«La serpiente en la maleza sobrevive. Sí, la serpiente es más sabia. Hasta el final de los tiempos será así. Las serpientes y las ratas prosperarán. Y los espíritus nobles y libres caerán.»
(Baltasar Gracián: Oráculo manual y arte de prudencia.)
No dimitió. Algunos llegaron a temer que sus enemigos hubiesen dado con la criptonita para acabar con Supersánchez. Otros piensan ahora que todo fue un paripé de aquel que proclaman ser el supervillano más temible que ha padecido la democracia de este país. Expresiones ambas, se dirá, de las dos Españas machadianas. Confieso que para mí es un misterio. Es una evidencia que nuestro actual presidente del Gobierno es un adversario político difícil de doblegar. Que se lo digan si no a los gerifaltes de su propio partido, que no es que lo acogieran con los brazos abiertos cuando ascendió a la secretaría general del PSOE. Audaz ha demostrado ser de sobra al promover la ya histórica moción de censura contra el gobierno de Mariano Rajoy y al adelantar las elecciones generales que se celebraron el pasado verano y cuyo resultado le permitió ser investido para permanecer una legislatura más en su cargo.
Este amago de quebrarse plasmado en la consabida carta no me cuadra, en cualquier caso, con su retrato de hombre que suscribe un manual de resistencia. Este desconcertante comportamiento suyo apelando a la empatía y a la reflexión colectiva sobre hacia dónde se dirige nuestra democracia me malicio yo que en poco, si no en nada, va a cambiar la tendencia degenerativa de nuestro debate mediático y político actualmente dominado por la trifulca y la agresividad descalificadora. La consigna no va a cambiar –ya se lo he oído decir a doña Isabel Natividad Díaz Ayuso–: hay que ir «con todo» contra Pedro Sánchez.

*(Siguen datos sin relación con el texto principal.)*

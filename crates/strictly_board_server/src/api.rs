//! HTTP interface: JSON routes and a Server-Sent Events feed per session.

use crate::GameEngine;
use axum::{
    Json, Router,
    body::Body,
    extract::{Path, State},
    http::{Request, StatusCode},
    response::{
        IntoResponse, Response,
        sse::{Event, KeepAlive, Sse},
    },
    routing::{get, post},
};
use futures::stream::{self, Stream};
use serde::{Deserialize, Serialize};
use std::convert::Infallible;
use strictly_board::{Action, GameError, PlayerId, SessionId};
use tower::ServiceBuilder;
use tracing::{debug, info, instrument, warn};

/// Body of `POST /sessions`.
#[derive(Debug, Clone, Serialize, Deserialize)]
pub struct CreateSessionRequest {
    /// Creator's player id.
    pub creator_id: PlayerId,
    /// Creator's display name.
    pub creator_name: String,
}

/// Reply to `POST /sessions`.
#[derive(Debug, Clone, Serialize, Deserialize)]
pub struct CreateSessionResponse {
    /// Id of the new session.
    pub session_id: SessionId,
}

/// Body of `POST /sessions/{id}/players`.
#[derive(Debug, Clone, Serialize, Deserialize)]
pub struct JoinRequest {
    /// Joining player's id.
    pub player_id: PlayerId,
    /// Display name.
    pub name: String,
}

/// Body of `POST /sessions/{id}/actions`.
#[derive(Debug, Clone, Serialize, Deserialize)]
pub struct ActionRequest {
    /// Acting player.
    pub player_id: PlayerId,
    /// The action, e.g. `{"kind": "ROLL_DICE"}`.
    pub action: Action,
}

/// Body of `POST /sessions/{id}/end`.
#[derive(Debug, Clone, Default, Serialize, Deserialize)]
pub struct EndRequest {
    /// Declared winner, if any.
    #[serde(default)]
    pub winner: Option<PlayerId>,
}

/// JSON error body.
#[derive(Debug, Clone, Serialize, Deserialize)]
pub struct ErrorBody {
    /// Stable error code.
    pub error: String,
    /// Human-readable message.
    pub message: String,
}

/// A [`GameError`] rendered as an HTTP response.
#[derive(Debug, derive_more::From)]
pub struct ApiError(GameError);

impl ApiError {
    /// Status code for the wrapped error.
    pub fn status(&self) -> StatusCode {
        match &self.0 {
            GameError::SessionNotFound { .. } => StatusCode::NOT_FOUND,
            GameError::SessionExists { .. }
            | GameError::SessionAlreadyStarted { .. }
            | GameError::SessionFull { .. }
            | GameError::DuplicatePlayer { .. }
            | GameError::SessionNotActive { .. }
            | GameError::NotEnoughPlayers { .. } => StatusCode::CONFLICT,
            GameError::NotYourTurn { .. } => StatusCode::FORBIDDEN,
            GameError::UnknownActionKind { .. } => StatusCode::BAD_REQUEST,
            GameError::UnknownPlayer { .. } => StatusCode::UNPROCESSABLE_ENTITY,
            GameError::InvariantViolation { .. } => StatusCode::INTERNAL_SERVER_ERROR,
        }
    }
}

impl IntoResponse for ApiError {
    fn into_response(self) -> Response {
        let status = self.status();
        if status.is_server_error() {
            warn!(error = %self.0, "Request failed");
        } else {
            debug!(error = %self.0, %status, "Request rejected");
        }
        let body = ErrorBody {
            error: self.0.code().to_string(),
            message: self.0.to_string(),
        };
        (status, Json(body)).into_response()
    }
}

type ApiResult<T> = Result<T, ApiError>;

/// Builds the router over `engine`.
pub fn router(engine: GameEngine) -> Router {
    Router::new()
        .route("/health", get(health))
        .route("/sessions", post(create_session).get(list_sessions))
        .route("/sessions/{id}", get(get_session))
        .route("/sessions/{id}/players", post(join_session))
        .route("/sessions/{id}/start", post(start_session))
        .route("/sessions/{id}/actions", post(submit_action))
        .route("/sessions/{id}/end", post(end_session))
        .route("/sessions/{id}/events", get(session_events))
        .route("/players/{player_id}/sessions", get(player_sessions))
        .layer(ServiceBuilder::new().map_request(|req: Request<Body>| {
            info!(method = %req.method(), uri = %req.uri(), "Incoming HTTP request");
            req
        }))
        .with_state(engine)
}

async fn health() -> &'static str {
    "ok"
}

#[instrument(skip(engine, req), fields(creator_id = %req.creator_id))]
async fn create_session(
    State(engine): State<GameEngine>,
    Json(req): Json<CreateSessionRequest>,
) -> ApiResult<impl IntoResponse> {
    let session_id = engine.create_session(&req.creator_id, &req.creator_name)?;
    Ok((StatusCode::CREATED, Json(CreateSessionResponse { session_id })))
}

async fn list_sessions(State(engine): State<GameEngine>) -> impl IntoResponse {
    Json(engine.list_sessions())
}

#[instrument(skip(engine))]
async fn get_session(
    State(engine): State<GameEngine>,
    Path(id): Path<String>,
) -> ApiResult<impl IntoResponse> {
    Ok(Json(engine.get_session(&id)?))
}

#[instrument(skip(engine, req), fields(player_id = %req.player_id))]
async fn join_session(
    State(engine): State<GameEngine>,
    Path(id): Path<String>,
    Json(req): Json<JoinRequest>,
) -> ApiResult<impl IntoResponse> {
    let player = engine.join_session(&id, &req.player_id, &req.name)?;
    Ok((StatusCode::CREATED, Json(player)))
}

#[instrument(skip(engine))]
async fn start_session(
    State(engine): State<GameEngine>,
    Path(id): Path<String>,
) -> ApiResult<StatusCode> {
    engine.start_session(&id)?;
    Ok(StatusCode::NO_CONTENT)
}

#[instrument(skip(engine, req), fields(player_id = %req.player_id, kind = %req.action.kind))]
async fn submit_action(
    State(engine): State<GameEngine>,
    Path(id): Path<String>,
    Json(req): Json<ActionRequest>,
) -> ApiResult<impl IntoResponse> {
    Ok(Json(engine.submit_action(&id, &req.player_id, &req.action)?))
}

#[instrument(skip(engine, req))]
async fn end_session(
    State(engine): State<GameEngine>,
    Path(id): Path<String>,
    Json(req): Json<EndRequest>,
) -> ApiResult<impl IntoResponse> {
    Ok(Json(engine.end_session(&id, req.winner.as_deref())?))
}

#[instrument(skip(engine))]
async fn player_sessions(
    State(engine): State<GameEngine>,
    Path(player_id): Path<String>,
) -> impl IntoResponse {
    Json(engine.sessions_for_player(&player_id))
}

/// Streams every committed document of a session as a `session` event.
#[instrument(skip(engine))]
async fn session_events(
    State(engine): State<GameEngine>,
    Path(id): Path<String>,
) -> ApiResult<Sse<impl Stream<Item = Result<Event, Infallible>>>> {
    engine.get_session(&id)?;
    let subscription = engine.subscribe(&id);
    info!("Event stream opened");

    let events = stream::unfold(subscription, |mut subscription| async move {
        let update = subscription.recv().await?;
        let event = match update {
            Some(doc) => Event::default()
                .event("session")
                .id(doc.version().to_string())
                .json_data(&*doc)
                .unwrap_or_else(|e| {
                    warn!(error = %e, "Failed to encode session event");
                    Event::default().event("error").data(e.to_string())
                }),
            None => Event::default().event("missing").data("null"),
        };
        Some((Ok(event), subscription))
    });

    Ok(Sse::new(events).keep_alive(KeepAlive::default()))
}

La directriz exegética de la oposición para este inédito y ciertamente desconcertante episodio es tan clara como contundente: el Presidente es un ególatra patológico que ha planeado maquiavélicamente –en el sentido más perverso del adverbio– una operación de reivindicación de sí mismo apelando de la más rastrera forma populista a las masas emocionalmente manipuladas por su carta «adolescente» y así amarrarse a la poltrona de la presidencia del gobierno en un momento en el que lo está pasando mal en términos políticos; al mismo tiempo –sigue el desenmascaramiento– arma así la excusa que requiere su artero plan para subvertir el orden constitucional actualmente vigente y colarnos un cambio de régimen (al modo «bolivariano» se entiende implícitamente) «por la puerta de atrás de su obra de teatro» –Alberto Nuñez Feijoó dixit–. En realidad, nada nuevo bajo el sol, porque esta supuesta deriva dictatorial del Estado a manos de la coalición socialcomunista, separatista y filoetarra que sustenta a su gobierno es algo que viene denunciando la derecha prácticamente desde la susodicha moción de censura. Por parte de los más afectos al actual ejecutivo se seguirá insistiendo en la cacería que persigue cobrarse la pieza de quien está al frente de la España progresista que quiere transformar el país de acuerdo con los principios que definen la política de izquierdas. Como si Sánchez fuese el líder de un movimiento revolucionario que al fin va a corregir las injusticias que esta sociedad, como todas las que se rigen por regímenes democráticos liberales, vienen padeciendo desde tiempo inmemorial. Delirio sobre delirio y más delirio.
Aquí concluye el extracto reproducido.